As we can see by examining the code, we can put() as many objects as we like, but when memory gets low, we may get() a null because the phone has to collect some of the objects. We do not have any control over which objects will be collected before others, so the trick is to always get object from the WeakHashCache, but if there is something which should not be garbage collected at this time (for example an image which is currently visible on the screen), then you should separately maintain a traditional object reference to indicate that the object cannot be garbage collected.

The key question for a WeakHashCache is, what does my application do when I get back a null instead of the object I requested? You may be able to re-generate the object from other available data, but another solution is to also store the objects in flash memory on the phone and thereby create a sort of virtual memory extension of the heap. For a complete implementation of this, see the Tantalum 3 StaticWebCache that takes care of all the load, store, and fetch details associated with caching web service data on your phone.

Render caching

One of the common performance needs is to make your application paint, in particular scroll, smoothly and quickly. This occurs on all platforms, and for example Windows Phone will automatically store items as images and re-render them for you. We can do the same on Series 40 phones by painting items each into their own Image, keeping that pre-painted Image in a cache, and reusing it as the object moves around the screen.

This is essentially just a WeakReference cache of pre-painted Images. Using this technique, the frame rate of a scrolling list of news items increased from 3 fps to 12 fps on a Nokia Asha 305 on Nokia Asha software platform after changing the application to re-use the rendered list items by implementing WeakReference caching of the rendered list items as images. See the difference for yourself in this video.

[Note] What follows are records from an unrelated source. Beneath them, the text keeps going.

//! SQLite relational sink.

use std::sync::Arc;

use async_trait::async_trait;
use chrono::NaiveDate;
use sqlx::sqlite::SqliteRow;
use sqlx::{Row, SqlitePool};

use super::sink::RelationalSink;
use crate::dns::{empty_records, DnsRecords};
use crate::enrich::EnrichmentRecord;
use crate::error_handling::DatabaseError;
use crate::tech::{join_processors, split_processors};
use crate::whois::WhoisDetails;

const DATE_FORMAT: &str = "%Y-%m-%d";

/// A domain as read back from the relational store.
///
/// Enrichment fields are all absent for a domain that was registered but
/// never enriched; `enriched_at` tells the two apart.
#[derive(Debug, Clone, PartialEq)]
pub struct StoredEnrichment {
    pub domain: String,
    pub source: Option<String>,
    pub notes: Option<String>,
    pub ip_address: Option<String>,
    pub host_name: Option<String>,
    pub asn: Option<String>,
    pub isp: Option<String>,
    pub country: Option<String>,
    pub cdn: Option<String>,
    pub cms: Option<String>,
    pub payment_processors: Vec<String>,
    pub registrar: Option<String>,
    pub creation_date: Option<NaiveDate>,
    pub web_server: Option<String>,
    pub technologies: Vec<String>,
    pub dns_records: DnsRecords,
    pub whois: WhoisDetails,
    pub enriched_at: Option<String>,
}

impl StoredEnrichment {
    pub fn is_enriched(&self) -> bool {
        self.enriched_at.is_some()
    }

    fn from_row(row: &SqliteRow) -> Result<Self, DatabaseError> {
        let processors: Option<String> = row.try_get("payment_processor")?;
        let creation_date: Option<String> = row.try_get("creation_date")?;
        let technologies: Option<String> = row.try_get("technologies")?;
        let dns_records: Option<String> = row.try_get("dns_records")?;
        let whois_data: Option<String> = row.try_get("whois_data")?;

        Ok(Self {
            domain: row.try_get("domain")?,
            source: row.try_get("source")?,
            notes: row.try_get("notes")?,
            ip_address: row.try_get("ip_address")?,
            host_name: row.try_get("host_name")?,
            asn: row.try_get("asn")?,
            isp: row.try_get("isp")?,
            country: row.try_get("country")?,
            cdn: row.try_get("cdn")?,
            cms: row.try_get("cms")?,
            payment_processors: processors
                .as_deref()
                .map(split_processors)
                .unwrap_or_default(),
            registrar: row.try_get("registrar")?,
            // A date that does not parse reads back as absent
            creation_date: creation_date
                .as_deref()
                .and_then(|d| NaiveDate::parse_from_str(d, DATE_FORMAT).ok()),
            web_server: row.try_get("web_server")?,
            technologies: match technologies {
                Some(json) => serde_json::from_str(&json)?,
                None => Vec::new(),
            },
            dns_records: match dns_records {
                Some(json) => serde_json::from_str(&json)?,
                None => empty_records(),
            },
            whois: match whois_data {
                Some(json) => serde_json::from_str(&json)?,
                None => WhoisDetails::default(),
            },
            enriched_at: row.try_get("enriched_at")?,
        })
    }
}

/// Relational sink over the `domains` and `domain_enrichment` tables.
#[derive(Debug, Clone)]
pub struct SqliteRelationalSink {
    pool: Arc<SqlitePool>,
}

impl SqliteRelationalSink {
    pub fn new(pool: Arc<SqlitePool>) -> Self {
        Self { pool }
    }
}

#[async_trait]
impl RelationalSink for SqliteRelationalSink {
    async fn insert_domain(
        &self,
        domain: &str,
        source: &str,
        notes: &str,
    ) -> Result<i64, DatabaseError> {
        let row = sqlx::query(
            "INSERT INTO domains (domain, source, notes)
             VALUES (?, ?, ?)
             ON CONFLICT(domain) DO UPDATE SET
                 source = excluded.source,
                 notes = excluded.notes,
                 updated_at = strftime('%Y-%m-%dT%H:%M:%SZ', 'now')
             RETURNING id",
        )
        .bind(domain)
        .bind(source)
        .bind(notes)
        .fetch_one(self.pool.as_ref())
        .await
        .map_err(DatabaseError::SqlError)?;

        Ok(row.get::<i64, _>(0))
    }

    async fn insert_enrichment(
        &self,
        domain_id: i64,
        record: &EnrichmentRecord,
    ) -> Result<(), DatabaseError> {
        let dns_records = serde_json::to_string(&record.dns_records)?;
        let technologies = serde_json::to_string(&record.technologies)?;
        let whois_data = if record.whois.is_empty() {
            None
        } else {
            Some(serde_json::to_string(&record.whois)?)
        };
        let creation_date = record
            .creation_date
            .map(|d| d.format(DATE_FORMAT).to_string());

        sqlx::query(
            "INSERT INTO domain_enrichment (
                 domain_id, ip_address, host_name, asn, isp, country, cdn, cms,
                 payment_processor, registrar, creation_date, web_server,
                 technologies, dns_records, whois_data
             ) VALUES (?, ?, ?, ?, ?, ?, ?, ?, ?, ?, ?, ?, ?, ?, ?)
             ON CONFLICT(domain_id) DO UPDATE SET
                 ip_address = excluded.ip_address,
                 host_name = excluded.host_name,
                 asn = excluded.asn,
                 isp = excluded.isp,
                 country = excluded.country,
                 cdn = excluded.cdn,
                 cms = excluded.cms,
                 payment_processor = excluded.payment_processor,
                 registrar = excluded.registrar,
                 creation_date = excluded.creation_date,
                 web_server = excluded.web_server,
                 technologies = excluded.technologies,
                 dns_records = excluded.dns_records,
                 whois_data = excluded.whois_data,
                 enriched_at = strftime('%Y-%m-%dT%H:%M:%SZ', 'now')",
        )
        .bind(domain_id)
        .bind(&record.ip_address)
        .bind(&record.host_name)
        .bind(&record.asn)
        .bind(&record.isp)
        .bind(&record.country)
        .bind(&record.cdn)
        .bind(&record.cms)
        .bind(join_processors(&record.payment_processors))
        .bind(&record.registrar)
        .bind(creation_date)
        .bind(&record.web_server)
        .bind(technologies)
        .bind(dns_records)
        .bind(whois_data)
        .execute(self.pool.as_ref())
        .await
        .map_err(DatabaseError::SqlError)?;

        Ok(())
    }

    async fn get_all_enriched_domains(&self) -> Result<Vec<StoredEnrichment>, DatabaseError> {
        let rows = sqlx::query(
            "SELECT d.domain, d.source, d.notes,
                    e.ip_address, e.host_name, e.asn, e.isp, e.country, e.cdn, e.cms,
                    e.payment_processor, e.registrar, e.creation_date, e.web_server,
                    e.technologies, e.dns_records, e.whois_data, e.enriched_at
             FROM domains d
             LEFT JOIN domain_enrichment e ON e.domain_id = d.id
             ORDER BY d.domain",
        )
        .fetch_all(self.pool.as_ref())
        .await
        .map_err(DatabaseError::SqlError)?;

        rows.iter().map(StoredEnrichment::from_row).collect()
    }

    async fn cms_value_counts(&self) -> Result<Vec<(String, u64)>, DatabaseError> {
        let rows = sqlx::query(
            "SELECT cms, COUNT(*) AS uses
             FROM domain_enrichment
             WHERE cms IS NOT NULL
             GROUP BY cms
             ORDER BY cms",
        )
        .fetch_all(self.pool.as_ref())
        .await
        .map_err(DatabaseError::SqlError)?;

        rows.iter()
            .map(|row| {
                let cms: String = row.try_get("cms")?;
                let uses: i64 = row.try_get("uses")?;
                Ok((cms, uses.max(0) as u64))
            })
            .collect()
    }

    async fn clear_cms(&self, value: &str) -> Result<u64, DatabaseError> {
        let result = sqlx::query("UPDATE domain_enrichment SET cms = NULL WHERE cms = ?")
            .bind(value)
            .execute(self.pool.as_ref())
            .await
            .map_err(DatabaseError::SqlError)?;
        Ok(result.rows_affected())
    }
}

#[cfg(test)]
mod tests {
    use super::*;
    use crate::dns::DnsRecordType;
    use crate::storage::test_helpers::{create_test_pool, sample_record};

    #[tokio::test]
    async fn test_insert_domain_returns_same_id_on_repeat() {
        let sink = SqliteRelationalSink::new(Arc::new(create_test_pool().await));

        let first = sink.insert_domain("example.com", "list-a", "").await.unwrap();
        let other = sink.insert_domain("example.org", "list-a", "").await.unwrap();
        let again = sink
            .insert_domain("example.com", "list-b", "second pass")
            .await
            .unwrap();

        assert_eq!(first, again);
        assert_ne!(first, other);

        let stored = sink.get_all_enriched_domains().await.unwrap();
        let example = stored.iter().find(|s| s.domain == "example.com").unwrap();
        assert_eq!(example.source.as_deref(), Some("list-b"));
        assert_eq!(example.notes.as_deref(), Some("second pass"));
    }

    #[tokio::test]
    async fn test_enrichment_round_trips_through_store() {
        let sink = SqliteRelationalSink::new(Arc::new(create_test_pool().await));
        let record = sample_record("shop.example");

        let id = sink.insert_domain("shop.example", "test", "").await.unwrap();
        sink.insert_enrichment(id, &record).await.unwrap();

        let stored = sink.get_all_enriched_domains().await.unwrap();
        assert_eq!(stored.len(), 1);
        let stored = &stored[0];
        assert!(stored.is_enriched());
        assert_eq!(stored.ip_address, record.ip_address);
        assert_eq!(stored.host_name, record.host_name);
        assert_eq!(stored.cdn.as_deref(), Some("Cloudflare"));
        assert_eq!(stored.cms.as_deref(), Some("shopify"));
        assert_eq!(stored.payment_processors, vec!["stripe", "paypal"]);
        assert_eq!(stored.creation_date, record.creation_date);
        assert_eq!(stored.technologies, record.technologies);
        assert_eq!(
            stored.dns_records.get(&DnsRecordType::A),
            Some(&vec!["192.0.2.10".to_string()])
        );
        assert_eq!(stored.whois, record.whois);
    }

    #[tokio::test]
    async fn test_repeated_enrichment_replaces_previous_row() {
        let pool = Arc::new(create_test_pool().await);
        let sink = SqliteRelationalSink::new(Arc::clone(&pool));

        let id = sink.insert_domain("shop.example", "test", "").await.unwrap();
        sink.insert_enrichment(id, &sample_record("shop.example"))
            .await
            .unwrap();

        let mut second = sample_record("shop.example");
        second.cms = None;
        second.payment_processors.clear();
        sink.insert_enrichment(id, &second).await.unwrap();

        let rows: i64 = sqlx::query_scalar("SELECT COUNT(*) FROM domain_enrichment")
            .fetch_one(pool.as_ref())
            .await
            .unwrap();
        assert_eq!(rows, 1);

        let stored = sink.get_all_enriched_domains().await.unwrap();
        assert_eq!(stored[0].cms, None);
        assert!(stored[0].payment_processors.is_empty());
    }

    #[tokio::test]
    async fn test_unenriched_domain_is_listed_without_fields() {
        let sink = SqliteRelationalSink::new(Arc::new(create_test_pool().await));
        sink.insert_domain("pending.example", "test", "").await.unwrap();

        let stored = sink.get_all_enriched_domains().await.unwrap();
        assert_eq!(stored.len(), 1);
        assert!(!stored[0].is_enriched());
        assert_eq!(stored[0].ip_address, None);
        assert!(stored[0].payment_processors.is_empty());
        assert_eq!(stored[0].dns_records, empty_records());
    }

    #[tokio::test]
    async fn test_domains_listed_in_name_order() {
        let sink = SqliteRelationalSink::new(Arc::new(create_test_pool().await));
        for domain in ["zeta.example", "alpha.example", "mid.example"] {
            sink.insert_domain(domain, "test", "").await.unwrap();
        }

        let names: Vec<String> = sink
            .get_all_enriched_domains()
            .await
            .unwrap()
            .into_iter()
            .map(|s| s.domain)
            .collect();
        assert_eq!(names, vec!["alpha.example", "mid.example", "zeta.example"]);
    }

    #[tokio::test]
    async fn test_enrichment_for_unknown_domain_id_fails() {
        let sink = SqliteRelationalSink::new(Arc::new(create_test_pool().await));
        let result = sink
            .insert_enrichment(9999, &sample_record("ghost.example"))
            .await;
        assert!(matches!(result, Err(DatabaseError::SqlError(_))));
    }

    #[tokio::test]
    async fn test_cms_counts_and_clear() {
        let sink = SqliteRelationalSink::new(Arc::new(create_test_pool().await));
        for (domain, cms) in [
            ("a.example", Some("bootstrap")),
            ("b.example", Some("bootstrap")),
            ("c.example", Some("wordpress")),
            ("d.example", None),
        ] {
            let id = sink.insert_domain(domain, "test", "").await.unwrap();
            let mut record = sample_record(domain);
            record.cms = cms.map(str::to_string);
            sink.insert_enrichment(id, &record).await.unwrap();
        }

        let counts = sink.cms_value_counts().await.unwrap();
        assert_eq!(
            counts,
            vec![("bootstrap".to_string(), 2), ("wordpress".to_string(), 1)]
        );

        assert_eq!(sink.clear_cms("bootstrap").await.unwrap(), 2);
        assert_eq!(sink.clear_cms("bootstrap").await.unwrap(), 0);
        assert_eq!(
            sink.cms_value_counts().await.unwrap(),
            vec![("wordpress".to_string(), 1)]
        );
    }
}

The source code to this solution can be found in VerticalListView in the Tantalum 3 Series 40 Example. To enable it, replace the default IconListView with a VerticalListView.

Flash caching

Although flash memory is very slow, accessing it is much faster than downloading data from the web (see Flash memory for more information about flash). It also costs less in places where data bundles are relatively expensive.

One of the nicest places to use flash memory caching is on the main screen of your application. Users prefer not to wait while you load data from the web at each application start-up, but rather display existing items from the flash cache. After the start-up you can update the data asynchronously, but an end-user gets a feeling that the application starts fast. You can also pre-fetch data and images needed for other pages and store that in the flash cache so that performance will appear instantaneous as you navigate between screens.

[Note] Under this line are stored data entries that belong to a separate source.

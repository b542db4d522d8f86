//! CDN inference from DNS artifacts.
//!
//! Nameserver and CNAME targets often name the CDN fronting a site
//! (`*.ns.cloudflare.com`, `*.cloudfront.net`). The match is a plain substring
//! test and is only a guess, not an authoritative answer.

/// Lower-case substring -> CDN display name.
///
/// Order is the tie-break: a host matching several indicators gets the one
/// declared first. Keep it stable.
pub const CDN_INDICATORS: &[(&str, &str)] = &[
    ("cloudflare", "Cloudflare"),
    ("cloudfront", "AWS CloudFront"),
    ("fastly", "Fastly"),
    ("akamai", "Akamai"),
    ("incapdns", "Incapsula"),
    ("azure", "Azure CDN"),
    ("google", "Google Cloud CDN"),
];

/// Returns the CDN of the first indicator found in any NS or CNAME value.
///
/// Indicators are tried in table order and scanning stops at the first hit.
pub fn detect_cdn(nameservers: &[String], cnames: &[String]) -> Option<&'static str> {
    let values: Vec<String> = nameservers
        .iter()
        .chain(cnames.iter())
        .map(|v| v.to_lowercase())
        .collect();

    CDN_INDICATORS
        .iter()
        .find(|(indicator, _)| values.iter().any(|v| v.contains(indicator)))
        .map(|(_, name)| *name)
}

#[cfg(test)]
mod tests {
    use super::*;

    fn strings(values: &[&str]) -> Vec<String> {
        values.iter().map(|v| v.to_string()).collect()
    }

    #[test]
    fn test_detect_cdn_from_nameservers() {
        let ns = strings(&["ada.ns.cloudflare.com.", "bob.ns.cloudflare.com."]);
        assert_eq!(detect_cdn(&ns, &[]), Some("Cloudflare"));
    }

    #[test]
    fn test_detect_cdn_from_cname() {
        let cname = strings(&["d111111abcdef8.cloudfront.net."]);
        assert_eq!(detect_cdn(&[], &cname), Some("AWS CloudFront"));
    }

    #[test]
    fn test_detect_cdn_case_insensitive() {
        let ns = strings(&["NS1.FASTLY.NET."]);
        assert_eq!(detect_cdn(&ns, &[]), Some("Fastly"));
    }

    #[test]
    fn test_detect_cdn_none() {
        let ns = strings(&["a.iana-servers.net.", "b.iana-servers.net."]);
        assert_eq!(detect_cdn(&ns, &[]), None);
        assert_eq!(detect_cdn(&[], &[]), None);
    }

    #[test]
    fn test_detect_cdn_order_beats_position() {
        // "google" appears before "cloudflare" in the values, but cloudflare is
        // declared earlier in the table and must win every time.
        let cname = strings(&["ghs.google.com.cdn.cloudflare.net."]);
        for _ in 0..10 {
            assert_eq!(detect_cdn(&[], &cname), Some("Cloudflare"));
        }

        let ns = strings(&["ns-cloud-a1.googledomains.com."]);
        let cname = strings(&["example.cdn.cloudflare.net."]);
        assert_eq!(detect_cdn(&ns, &cname), Some("Cloudflare"));
    }

    #[test]
    fn test_detect_cdn_azure_before_google() {
        let cname = strings(&["site.azureedge.net.", "storage.googleapis.com."]);
        assert_eq!(detect_cdn(&[], &cname), Some("Azure CDN"));
    }

    #[test]
    fn test_indicator_table_order_is_fixed() {
        let indicators: Vec<&str> = CDN_INDICATORS.iter().map(|(i, _)| *i).collect();
        assert_eq!(
            indicators,
            vec![
                "cloudflare",
                "cloudfront",
                "fastly",
                "akamai",
                "incapdns",
                "azure",
                "google"
            ]
        );
    }
}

Case example: The start-up time of a news reader application reduced from 10 seconds to 2 seconds after changing the application to load the XML containing news from flash cache, not from the web (Nokia Asha 305 on Nokia Asha software platform). This makes it much more rewarding to start the application, and therefore people use it more often. See this video.

Hash acceleration

Some algorithms are relatively slow. Typically these are scaling by “order n”, meaning that as the number of items in a data structure increases, the code slows down by a linear amount since each item in the data structure must be touched. Vector.contains() is a frequent example of where this can start to get slow.

When profiling your application, if you discover that this is a performance bottleneck for your application, consider storing the data in a Hashtable in addition to the Vector or existing code. Hashtable.containsKey() is extremely fast and can speed up your program at these critical points.

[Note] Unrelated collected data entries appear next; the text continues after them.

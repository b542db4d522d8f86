//! Stored-data maintenance.

use std::collections::BTreeMap;

use crate::error_handling::DatabaseError;
use crate::tech::is_valid_cms;

use super::sink::{GraphSink, RelationalSink};

/// What a CMS cleanup removed, keyed by the rejected CMS value.
#[derive(Debug, Clone, Default, PartialEq, Eq)]
pub struct CmsCleanReport {
    /// Relational rows whose CMS was cleared
    pub cleared_rows: BTreeMap<String, u64>,
    /// `USES_CMS` edges dropped from the graph
    pub removed_edges: BTreeMap<String, u64>,
}

impl CmsCleanReport {
    pub fn total_rows(&self) -> u64 {
        self.cleared_rows.values().sum()
    }

    pub fn total_edges(&self) -> u64 {
        self.removed_edges.values().sum()
    }
}

/// Re-validates every stored CMS value and removes the ones that are not a
/// CMS (UI frameworks, libraries, platforms).
///
/// The relational store keeps the domain row and only nulls its CMS; the
/// graph keeps the CMS node and drops the edges into it.
pub async fn clean_cms(
    relational: &dyn RelationalSink,
    graph: Option<&dyn GraphSink>,
) -> Result<CmsCleanReport, DatabaseError> {
    let mut report = CmsCleanReport::default();

    for (value, uses) in relational.cms_value_counts().await? {
        if is_valid_cms(Some(&value)) {
            continue;
        }
        let cleared = relational.clear_cms(&value).await?;
        log::info!("Cleared CMS '{}' from {} domain(s) ({} listed)", value, cleared, uses);
        report.cleared_rows.insert(value, cleared);
    }

    if let Some(graph) = graph {
        for name in graph.linked_cms_names().await? {
            if is_valid_cms(Some(&name)) {
                continue;
            }
            let removed = graph.unlink_cms(&name).await?;
            log::info!("Removed {} USES_CMS edge(s) to '{}'", removed, name);
            report.removed_edges.insert(name, removed);
        }
    }

    Ok(report)
}
//! Payment processor detection.

/// Processor name -> domain markers, evaluated in order.
pub const PAYMENT_PROCESSORS: &[(&str, &[&str])] = &[
    (
        "stripe",
        &["stripe.com", "js.stripe.com", "checkout.stripe.com"],
    ),
    ("paypal", &["paypal.com", "paypalobjects.com"]),
    ("square", &["square.com", "squareup.com"]),
    ("braintree", &["braintreegateway.com"]),
    ("coinbase", &["coinbase.com", "commerce.coinbase.com"]),
    ("bitpay", &["bitpay.com"]),
    ("crypto", &["crypto.com", "binance.com", "bitcoin.org"]),
];

/// Generic checkout button markers that do not name a processor.
pub const PAYMENT_BUTTON_MARKERS: &[&str] = &[
    "paypal-button",
    "stripe-button",
    "checkout-button",
    "payment-button",
];

/// Name recorded for a generic payment button.
pub const UNKNOWN_PROCESSOR: &str = "unknown";

/// Separator of the flat processor column.
const PROCESSOR_SEPARATOR: &str = ", ";

/// Detects processors referenced in a lower-cased page body.
///
/// Processors come out in table order, each at most once. "unknown" is
/// appended once when any generic button marker appears, even if a named
/// processor was also found.
pub fn detect_payment_processors(body_lower: &str) -> Vec<String> {
    let mut processors: Vec<String> = PAYMENT_PROCESSORS
        .iter()
        .filter(|(_, markers)| markers.iter().any(|m| body_lower.contains(m)))
        .map(|(name, _)| (*name).to_string())
        .collect();

    if PAYMENT_BUTTON_MARKERS
        .iter()
        .any(|marker| body_lower.contains(marker))
    {
        processors.push(UNKNOWN_PROCESSOR.to_string());
    }

    processors
}

/// Flattens processors into the relational column form.
///
/// Names containing a comma do not survive [`split_processors`]; none of
/// the detected names do.
pub fn join_processors(processors: &[String]) -> Option<String> {
    let names: Vec<&str> = processors
        .iter()
        .map(|p| p.trim())
        .filter(|p| !p.is_empty())
        .collect();
    if names.is_empty() {
        None
    } else {
        Some(names.join(PROCESSOR_SEPARATOR))
    }
}

/// Reads the flat column back into names.
pub fn split_processors(joined: &str) -> Vec<String> {
    joined
        .split(',')
        .map(str::trim)
        .filter(|p| !p.is_empty())
        .map(str::to_string)
        .collect()
}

Note that this technique can also apply to surprising places which will only be visible when you profile. For example, Font.stringWidth() is surprisingly slow, but may be necessary for you to lay out multi-line text on your Canvas. Creating a Hashtable with the width in each character you have used in the Font can transform this into a fast operation and increase Canvas.paint() speed. This is of course not needed, if you already use render caching.